Adesvaldo José de Lima (born 17 September 1962), commonly known as Lima , is a Brazilian retired footballer who played as forward.

Career
Born in Camapuã, Mato Grosso do Sul, Lima started in Operário-MS. After being top-scorer of the 1982 and 1983 Campeonato Sul-Mato-Grossense, he joined Corithians in 1984, who loaned him to Santos. In 1987, he moved to Grêmio, where he would take part in Campeonato Gaúcho titles in 1987 and 1988, being top-scorer in the latter, alongside Valdo, Cuca, Astengo and Mazarópi.
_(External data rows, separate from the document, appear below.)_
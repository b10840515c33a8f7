// Copyright (c) 2026 100monkeys.ai
// SPDX-License-Identifier: AGPL-3.0

use crate::domain::operation::Operation;
use chrono::{DateTime, Utc};
use serde::{Deserialize, Serialize};

/// Container lifecycle transitions performed by the execution engine.
#[derive(Debug, Clone, Serialize, Deserialize)]
pub enum ContainerEvent {
    ContainerCreated {
        project: String,
        service: String,
        container: String,
        container_id: String,
        created_at: DateTime<Utc>,
    },
    ContainerStarted {
        project: String,
        service: String,
        container: String,
        started_at: DateTime<Utc>,
    },
    ContainerStopped {
        project: String,
        service: String,
        container: String,
        stopped_at: DateTime<Utc>,
    },
    ContainerPaused {
        project: String,
        service: String,
        container: String,
        paused_at: DateTime<Utc>,
    },
    ContainerUnpaused {
        project: String,
        service: String,
        container: String,
        unpaused_at: DateTime<Utc>,
    },
    ContainerKilled {
        project: String,
        service: String,
        container: String,
        signal: String,
        killed_at: DateTime<Utc>,
    },
    ContainerRenamed {
        project: String,
        service: String,
        from: String,
        to: String,
        renamed_at: DateTime<Utc>,
    },
    ContainerRemoved {
        project: String,
        service: String,
        container: String,
        removed_at: DateTime<Utc>,
    },
}

impl ContainerEvent {
    pub fn service(&self) -> &str {
        match self {
            Self::ContainerCreated { service, .. }
            | Self::ContainerStarted { service, .. }
            | Self::ContainerStopped { service, .. }
            | Self::ContainerPaused { service, .. }
            | Self::ContainerUnpaused { service, .. }
            | Self::ContainerKilled { service, .. }
            | Self::ContainerRenamed { service, .. }
            | Self::ContainerRemoved { service, .. } => service,
        }
    }
}

/// Named volume / network provisioning.
#[derive(Debug, Clone, Serialize, Deserialize)]
pub enum ResourceEvent {
    VolumeCreated {
        project: String,
        volume: String,
        driver: String,
        created_at: DateTime<Utc>,
    },
    VolumeRemoved {
        project: String,
        volume: String,
        removed_at: DateTime<Utc>,
    },
    NetworkCreated {
        project: String,
        network: String,
        driver: String,
        created_at: DateTime<Utc>,
    },
    NetworkRemoved {
        project: String,
        network: String,
        removed_at: DateTime<Utc>,
    },
}

/// Per-service outcome of a project-wide operation.
#[derive(Debug, Clone, Serialize, Deserialize)]
pub enum ServiceEvent {
    ServiceCompleted {
        project: String,
        service: String,
        operation: Operation,
        completed_at: DateTime<Utc>,
    },
    ServiceFailed {
        project: String,
        service: String,
        operation: Operation,
        error: String,
        failed_at: DateTime<Utc>,
    },
    ServiceCancelled {
        project: String,
        service: String,
        operation: Operation,
        cancelled_at: DateTime<Utc>,
    },
}

#[cfg(test)]
mod tests {
    use super::*;

    #[test]
    fn test_container_event_serialization() {
        let event = ContainerEvent::ContainerKilled {
            project: "shop".to_string(),
            service: "web".to_string(),
            container: "shop_web_1".to_string(),
            signal: "SIGINT".to_string(),
            killed_at: Utc::now(),
        };
        let json = serde_json::to_string(&event).unwrap();
        assert!(json.contains("ContainerKilled"));
        assert_eq!(event.service(), "web");
    }

    #[test]
    fn test_service_failed_round_trip() {
        let event = ServiceEvent::ServiceFailed {
            project: "shop".to_string(),
            service: "db".to_string(),
            operation: Operation::Up,
            error: "port already allocated".to_string(),
            failed_at: Utc::now(),
        };
        let json = serde_json::to_string(&event).unwrap();
        let deserialized: ServiceEvent = serde_json::from_str(&json).unwrap();
        if let ServiceEvent::ServiceFailed { operation, .. } = deserialized {
            assert_eq!(operation, Operation::Up);
        } else {
            panic!("unexpected variant");
        }
    }
}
He then moved to Portugal, joining Benfica, where he would reunite with Valdo, playing sparsely throughout three seasons, but notably scoring three goals in the 1989–90 European Cup campaign, on the way to the final. In 1991, he signed with Internacional, winning another Campeonato Gaúcho, and then moving through a number of clubs, retiring at age 35.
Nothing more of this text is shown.